Car, il ne faut pas l’oublier, écrire un roman, c’est avant tout raconter une histoire. C’est du moins ma conception romanesque avec laquelle je sais que certains seraient en désaccord, et c’est leur droit. Quand je lis un roman, je redeviens un enfant à qui l’on raconte une histoire et qui est emporté par le récit. Lorsque j’en écris un, je veux obtenir le même résultat auprès de mes lecteurs éventuels. Pour cela, j’ai besoin d’un canevas de base. Dans le cas de mes romans, ce ne sont pas des faits divers qui sont à l’origine de mes histoires, mais des récits de la mythologie grecque. Plusieurs de ces récits sont tirés des tragédies d’Eschyle et d’Euripide. La plupart de mes romans, y inclus le tout dernier qui est un roman policier (Les crimes du manoir Debartzch), sont des interprétations de certaines de ces tragédies. Je découvre en effet chez les Grecs anciens des ressorts dramatiques inattendus et tellement contemporains qu’il m’a semblé possible d’en faire une sorte d’adaptation pour aujourd’hui. De quelles tragédies s’agit-il ? À vous de le découvrir. 

Cela répond en partie à la question de départ : où trouvez-vous l’imagination pour construire votre récit ? En fait, je n’ai pas suffisamment d’imagination et il me faut usurper mes histoires. Remarquez, je ne suis pas le seul. C’est Umberto Eco qui écrit dans une apostille à son roman Le nom de la rose : « Les livres parlent toujours d’autres livres, et chaque histoire raconte une histoire déjà racontée ».

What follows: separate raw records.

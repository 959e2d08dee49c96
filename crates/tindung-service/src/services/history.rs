//! History service: CRUD over payment-history records.

use tindung_core::{
    ContractCode, CreditError, HistoryId, HistoryPatch, HistoryRecord, LoanKind,
    NewHistoryRecord, Patch, Result,
};
use tindung_store::Store;

/// CRUD operations for payment history.
pub struct HistoryService<'a> {
    store: &'a dyn Store,
}

impl<'a> HistoryService<'a> {
    /// Create a service over the given store.
    #[must_use]
    pub fn new(store: &'a dyn Store) -> Self {
        Self { store }
    }

    /// Record a single payment entry.
    ///
    /// The contract must exist in either product table.
    ///
    /// # Errors
    ///
    /// Returns `CreditError::InvalidArgument` unless `amount > 0` and
    /// `CreditError::ContractNotFound` for an unknown contract.
    pub fn create(&self, draft: NewHistoryRecord) -> Result<HistoryRecord> {
        draft.validate()?;
        if !self.contract_exists(&draft.contract_code)? {
            return Err(CreditError::ContractNotFound {
                code: draft.contract_code.to_string(),
            });
        }

        let record = self.store.insert_history(draft)?;
        tracing::info!(
            id = %record.id,
            contract_code = %record.contract_code,
            amount = record.amount,
            "Payment history recorded"
        );
        Ok(record)
    }

    fn contract_exists(&self, code: &ContractCode) -> Result<bool> {
        for kind in [LoanKind::Credit, LoanKind::Installment] {
            if self.store.get_contract(kind, code)?.is_some() {
                return Ok(true);
            }
        }
        Ok(false)
    }

    /// Get a record by id.
    ///
    /// # Errors
    ///
    /// Returns an error if the store cannot be read.
    pub fn get(&self, id: HistoryId) -> Result<Option<HistoryRecord>> {
        Ok(self.store.get_history(id)?)
    }

    /// List records in insertion order.
    ///
    /// # Errors
    ///
    /// Returns an error if the store cannot be read.
    pub fn list(&self, skip: usize, limit: usize) -> Result<Vec<HistoryRecord>> {
        Ok(self.store.list_history(skip, limit)?)
    }

    /// All records of one contract, in insertion order.
    ///
    /// # Errors
    ///
    /// Returns an error if the store cannot be read.
    pub fn list_by_contract(&self, code: &ContractCode) -> Result<Vec<HistoryRecord>> {
        Ok(self.store.list_history_by_contract(code)?)
    }

    /// Merge a partial update. Returns `None` for an unknown id.
    ///
    /// # Errors
    ///
    /// Returns `CreditError::InvalidArgument` when the patch sends `null` for
    /// a required field or a non-positive amount, and
    /// `CreditError::ContractNotFound` when it moves the record to an unknown
    /// contract. Nothing is written in either case.
    pub fn update(&self, id: HistoryId, patch: HistoryPatch) -> Result<Option<HistoryRecord>> {
        let Some(mut record) = self.store.get_history(id)? else {
            return Ok(None);
        };
        if let Patch::Value(code) = &patch.contract_code {
            if !self.contract_exists(code)? {
                return Err(CreditError::ContractNotFound {
                    code: code.to_string(),
                });
            }
        }
        record.apply_patch(patch)?;
        self.store.put_history(&record)?;

        tracing::info!(id = %id, "Payment history updated");
        Ok(Some(record))
    }

    /// Delete a record. Returns whether it existed.
    ///
    /// # Errors
    ///
    /// Returns an error if the store cannot be written.
    pub fn delete(&self, id: HistoryId) -> Result<bool> {
        let deleted = self.store.delete_history(id)?;
        if deleted {
            tracing::info!(id = %id, "Payment history deleted");
        }
        Ok(deleted)
    }

    /// Count all records.
    ///
    /// # Errors
    ///
    /// Returns an error if the store cannot be read.
    pub fn count(&self) -> Result<usize> {
        Ok(self.store.count_history()?)
    }

    /// Count the records of one contract.
    ///
    /// # Errors
    ///
    /// Returns an error if the store cannot be read.
    pub fn count_by_contract(&self, code: &ContractCode) -> Result<usize> {
        Ok(self.store.count_history_by_contract(code)?)
    }
}

#[cfg(test)]
mod tests {
    use super::*;
    use chrono::NaiveDate;
    use tindung_core::{Contract, CreditLoan, PaymentStatus};
    use tindung_store::MemoryStore;

    fn store_with_contract() -> MemoryStore {
        let store = MemoryStore::new();
        store
            .insert_contract(&Contract::Credit(CreditLoan {
                code: "TC001".parse().unwrap(),
                borrower_name: "Nguyễn Văn An".into(),
                loan_date: NaiveDate::from_ymd_opt(2024, 1, 1).unwrap(),
                principal: 20_000_000,
                period_length_days: 30,
                interest: 500_000,
                status: PaymentStatus::NotPaid,
            }))
            .unwrap();
        store
    }

    fn draft(code: &str, amount: i64) -> NewHistoryRecord {
        NewHistoryRecord {
            contract_code: code.parse().unwrap(),
            payment_date: NaiveDate::from_ymd_opt(2024, 1, 31).unwrap(),
            amount,
            note: Some("period 1".into()),
            status: PaymentStatus::FullyPaid,
            total_paid: "500000".into(),
        }
    }

    #[test]
    fn create_requires_known_contract() {
        let store = store_with_contract();
        let service = HistoryService::new(&store);

        let record = service.create(draft("TC001", 500_000)).unwrap();
        assert_eq!(record.id, HistoryId::new(1));

        assert!(matches!(
            service.create(draft("TC404", 500_000)),
            Err(CreditError::ContractNotFound { .. })
        ));
        assert!(matches!(
            service.create(draft("ZZ001", 500_000)),
            Err(CreditError::ContractNotFound { .. })
        ));
        assert_eq!(service.count().unwrap(), 1);
    }

    #[test]
    fn create_rejects_non_positive_amount() {
        let store = store_with_contract();
        let service = HistoryService::new(&store);

        assert!(matches!(
            service.create(draft("TC001", 0)),
            Err(CreditError::InvalidArgument(_))
        ));
        assert_eq!(service.count().unwrap(), 0);
    }

    #[test]
    fn update_clears_note_and_keeps_other_fields() {
        let store = store_with_contract();
        let service = HistoryService::new(&store);
        let record = service.create(draft("TC001", 500_000)).unwrap();

        let patch = HistoryPatch {
            note: Patch::Null,
            ..HistoryPatch::default()
        };
        let updated = service.update(record.id, patch).unwrap().unwrap();
        assert_eq!(updated.note, None);
        assert_eq!(updated.amount, 500_000);
        assert_eq!(service.get(record.id).unwrap(), Some(updated));

        assert!(service
            .update(HistoryId::new(99), HistoryPatch::default())
            .unwrap()
            .is_none());
    }

    #[test]
    fn update_rejects_unknown_contract() {
        let store = store_with_contract();
        let service = HistoryService::new(&store);
        let record = service.create(draft("TC001", 500_000)).unwrap();

        let patch = HistoryPatch {
            contract_code: Patch::Value("ZZ999".parse().unwrap()),
            ..HistoryPatch::default()
        };
        assert!(matches!(
            service.update(record.id, patch),
            Err(CreditError::ContractNotFound { .. })
        ));
        assert_eq!(service.get(record.id).unwrap(), Some(record));
    }

    #[test]
    fn delete_reports_missing_id() {
        let store = store_with_contract();
        let service = HistoryService::new(&store);
        let record = service.create(draft("TC001", 500_000)).unwrap();

        assert!(service.delete(record.id).unwrap());
        assert!(!service.delete(record.id).unwrap());
        let code: ContractCode = "TC001".parse().unwrap();
        assert_eq!(service.count_by_contract(&code).unwrap(), 0);
        assert!(service.list_by_contract(&code).unwrap().is_empty());
    }
}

Voilà quelques brèves réflexions qui ne permettront pas de répondre entièrement à la question du titre de ce billet. Peut-être donneront-elles néanmoins quelques explications sur l’origine « mystérieuse » d’un bon nombre de récits romanesques qui ne font pas toujours appel, tant s’en faut, à cette imagination créatrice débordante que Malebranche appelait la folle du logis. Plusieurs auteurs seraient d’accord avec moi pour affirmer que nous sommes plus des usurpateurs que des inventeurs, même s’ils sont peu nombreux à l’avoir dit publiquement.